Le 23 août, alors que j'étais en vacances dans le Sud-Ouest, j'ai reçu un mail me proposant d'écrire sur le travail de l'artiste lyonnais Simon Feydieu. En pièce jointe, je découvrais une photographie prise quelques jours plus tôt, le 18, sur le port de Meyran, à quelques centaines de mètres de là où j'étais assise en maillot de bain : des sculptures, statues lunaires difformes et archaïques, y étaient dressées, dos à la mer. C'était comme si elles avaient été exposées dans mon jardin, et j'ai eu peur.
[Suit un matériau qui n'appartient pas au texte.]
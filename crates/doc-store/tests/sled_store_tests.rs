use doc_store::{DocStore, Filter, FindOptions, SledDocStore, Update};
use serde::{Deserialize, Serialize};

#[derive(Clone, Debug, Serialize, Deserialize)]
struct Note {
    title: String,
}

fn note(title: &str) -> Note {
    Note {
        title: title.to_string(),
    }
}

fn temp_store() -> SledDocStore<Note> {
    let db = sled::Config::new().temporary(true).open().expect("db");
    SledDocStore::with_db(db, "notes").expect("store")
}

#[test]
fn sled_store_roundtrip() {
    let store = temp_store();
    let id = store.create_one(note("a")).expect("create");

    let doc = store
        .read_one(&Filter::by_id(id), FindOptions::default())
        .expect("read")
        .expect("doc");
    assert_eq!(doc.fields.title, "a");

    let updated = store
        .update_one(&Filter::by_id(id), &Update::new().set("title", "a2"))
        .expect("update");
    assert!(updated);
    let doc = store
        .read_one(&Filter::by_id(id), FindOptions::default())
        .expect("read")
        .expect("doc");
    assert_eq!(doc.fields.title, "a2");
    assert!(doc.updated_ms > doc.created_ms);

    assert!(store.delete_one(&Filter::by_id(id)).expect("delete"));
    assert!(store
        .read_one(&Filter::by_id(id), FindOptions::default())
        .expect("read")
        .is_none());
}

#[test]
fn sled_store_sorts_most_recent_first() {
    let store = temp_store();
    let first = store.create_one(note("a")).expect("create");
    store.create_one(note("b")).expect("create");
    store
        .update_one(&Filter::by_id(first), &Update::new().set("title", "a2"))
        .expect("update");

    let top = store
        .read_one(&Filter::all(), FindOptions::default())
        .expect("read")
        .expect("doc");
    assert_eq!(top.fields.title, "a2");
}

#[test]
fn sled_store_create_if_absent() {
    let store = temp_store();
    let filter = Filter::all().eq("title", "a");
    assert!(store
        .create_if_absent(&filter, note("a"))
        .expect("create")
        .is_some());
    assert!(store
        .create_if_absent(&filter, note("a"))
        .expect("create")
        .is_none());
}

#[test]
fn sled_store_persists_across_reopen() {
    let mut path = std::env::temp_dir();
    path.push(format!(
        "doc-store-sled-{}-{}",
        std::process::id(),
        std::time::SystemTime::now()
            .duration_since(std::time::UNIX_EPOCH)
            .unwrap_or_default()
            .as_nanos()
    ));
    let path = path.to_string_lossy().to_string();

    let id = {
        let store: SledDocStore<Note> = SledDocStore::open(&path, "notes").expect("store");
        store.create_one(note("kept")).expect("create")
    };

    let store: SledDocStore<Note> = SledDocStore::open(&path, "notes").expect("store");
    let doc = store
        .read_one(&Filter::by_id(id), FindOptions::default())
        .expect("read")
        .expect("doc");
    assert_eq!(doc.fields.title, "kept");

    let _ = std::fs::remove_dir_all(&path);
}
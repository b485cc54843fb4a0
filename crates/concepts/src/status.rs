use std::sync::Arc;

use doc_store::{
    sanitize_update, Doc, DocId, DocStore, Filter, FindOptions, InMemoryDocStore, Update,
};
use serde::{Deserialize, Serialize};
use tracing::debug;

use crate::error::ConceptError;

pub const DEFAULT_EMOJI: &str = "none";

const ALLOWED_UPDATES: [&str; 1] = ["emoji"];

#[derive(Clone, Debug, Serialize, Deserialize)]
pub struct StatusDoc {
    pub user: DocId,
    pub emoji: String,
}

/// One soft-deletable status record per user. "Delete" resets the
/// emoji to the default instead of removing the document, so a status
/// identity is stable for the life of the user.
pub struct StatusConcept {
    store: Arc<dyn DocStore<StatusDoc>>,
}

impl StatusConcept {
    pub fn new(store: Arc<dyn DocStore<StatusDoc>>) -> Self {
        Self { store }
    }

    pub fn in_memory() -> Self {
        Self::new(InMemoryDocStore::shared("status"))
    }

    /// Creates the user's status record with the default emoji. A user
    /// has at most one record; a second create is rejected.
    pub fn create(&self, user: DocId) -> Result<Doc<StatusDoc>, ConceptError> {
        let created = self.store.create_if_absent(
            &Filter::all().eq("user", user),
            StatusDoc {
                user,
                emoji: DEFAULT_EMOJI.to_string(),
            },
        )?;
        let Some(id) = created else {
            return Err(ConceptError::NotAuthorized(format!(
                "{user} already has a status"
            )));
        };
        debug!(%user, "status created");
        let doc = self
            .store
            .read_one(&Filter::by_id(id), FindOptions::default())?
            .ok_or_else(|| ConceptError::NotFound(format!("status {id} does not exist")))?;
        Ok(doc)
    }

    pub fn get_status(&self, filter: &Filter) -> Result<Vec<Doc<StatusDoc>>, ConceptError> {
        Ok(self.store.read_many(filter, FindOptions::default())?.collect())
    }

    pub fn get_by_author(&self, user: DocId) -> Result<Vec<Doc<StatusDoc>>, ConceptError> {
        self.get_status(&Filter::all().eq("user", user))
    }

    pub fn update(&self, id: DocId, emoji: impl Into<String>) -> Result<(), ConceptError> {
        let update = Update::new().set("emoji", emoji.into());
        sanitize_update(&update, &ALLOWED_UPDATES)?;
        self.store.update_one(&Filter::by_id(id), &update)?;
        Ok(())
    }

    /// Soft delete: resets the emoji, keeps the record and its identity.
    pub fn delete(&self, id: DocId) -> Result<(), ConceptError> {
        self.update(id, DEFAULT_EMOJI)
    }

    /// Ownership gate the dispatch layer runs before any mutating route:
    /// not-found for an unknown record, not-authorized when the caller
    /// is not the recorded user.
    pub fn is_author(&self, user: DocId, id: DocId) -> Result<(), ConceptError> {
        let doc = self
            .store
            .read_one(&Filter::by_id(id), FindOptions::default())?
            .ok_or_else(|| ConceptError::NotFound(format!("status {id} does not exist")))?;
        if doc.fields.user != user {
            return Err(ConceptError::not_owner(user, id));
        }
        Ok(())
    }
}
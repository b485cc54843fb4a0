use serde::Serialize;
use serde_json::{Map, Value};

use crate::doc::{Doc, DocId, Record};
use crate::error::StoreError;

/// Equality match over the document id and/or record fields. An empty
/// filter matches every document in the collection.
#[derive(Clone, Debug, Default)]
pub struct Filter {
    id: Option<DocId>,
    fields: Map<String, Value>,
}

impl Filter {
    pub fn all() -> Self {
        Self::default()
    }

    pub fn by_id(id: DocId) -> Self {
        Self {
            id: Some(id),
            fields: Map::new(),
        }
    }

    pub fn eq(mut self, field: impl Into<String>, value: impl Serialize) -> Self {
        let value = serde_json::to_value(value).unwrap_or(Value::Null);
        self.fields.insert(field.into(), value);
        self
    }

    pub(crate) fn matches<T: Record>(&self, doc: &Doc<T>) -> Result<bool, StoreError> {
        if let Some(id) = self.id {
            if id != doc.id {
                return Ok(false);
            }
        }
        if self.fields.is_empty() {
            return Ok(true);
        }
        let value = serde_json::to_value(&doc.fields)
            .map_err(|err| StoreError::Serialization(err.to_string()))?;
        let Value::Object(map) = value else {
            return Ok(false);
        };
        Ok(self
            .fields
            .iter()
            .all(|(field, expected)| map.get(field) == Some(expected)))
    }
}

/// Sort order for reads. Concepts uniformly query
/// most-recently-modified first.
#[derive(Clone, Copy, Debug, Default, Eq, PartialEq)]
pub enum SortOrder {
    #[default]
    UpdatedDesc,
    UpdatedAsc,
}

#[derive(Clone, Copy, Debug, Default)]
pub struct FindOptions {
    pub sort: SortOrder,
}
Saisie par ce que j'espérais être une coïncidence, j'ai couru jusqu'au port. Je voulais voir : si les sculptures y étaient encore ou si c'était un collage, une menace, si c'était vrai. Sur l'image, les formes semblaient tout juste sorties de l'atelier : à tel point que la lumière qui tombait dessus n'avait pas l'air venue du soleil arcachonais, mais des néons du lieu clos où l'artiste les avait réalisées. Leur éclairage ressemblait même à la lumière effarante de la Lune quand elle est pleine. Ces formes, restées trop longtemps dans l'ombre, avaient quelque chose d'extra-terrestre. Sur place, j'ai cherché et n'ai rien trouvé à part, empilées, les tables métalliques des ostréiculteurs. L'artiste était reparti sans laisser de traces.

Simon Feydieu sort ces sculptures-créatures de l'atelier pour les exposer : les voir au soleil et en plein air. Il les photographie, et les démonte ensuite, parfois dans la journée. Elles sont souvent fragiles, plâtre ou OSB, impressions laser sommairement vernissées. Elles paraissent branlantes : les compositions jouant de l'instabilité, du manque d'épaisseur, de l'absence de volume. Il y a une économie de forme, mais pas du temps passé à les construire, les transporter, les installer. Il ne semble pas se soucier de leur pérennité, mais du brusque moment que ces œuvres incarnent au sortir de l'atelier.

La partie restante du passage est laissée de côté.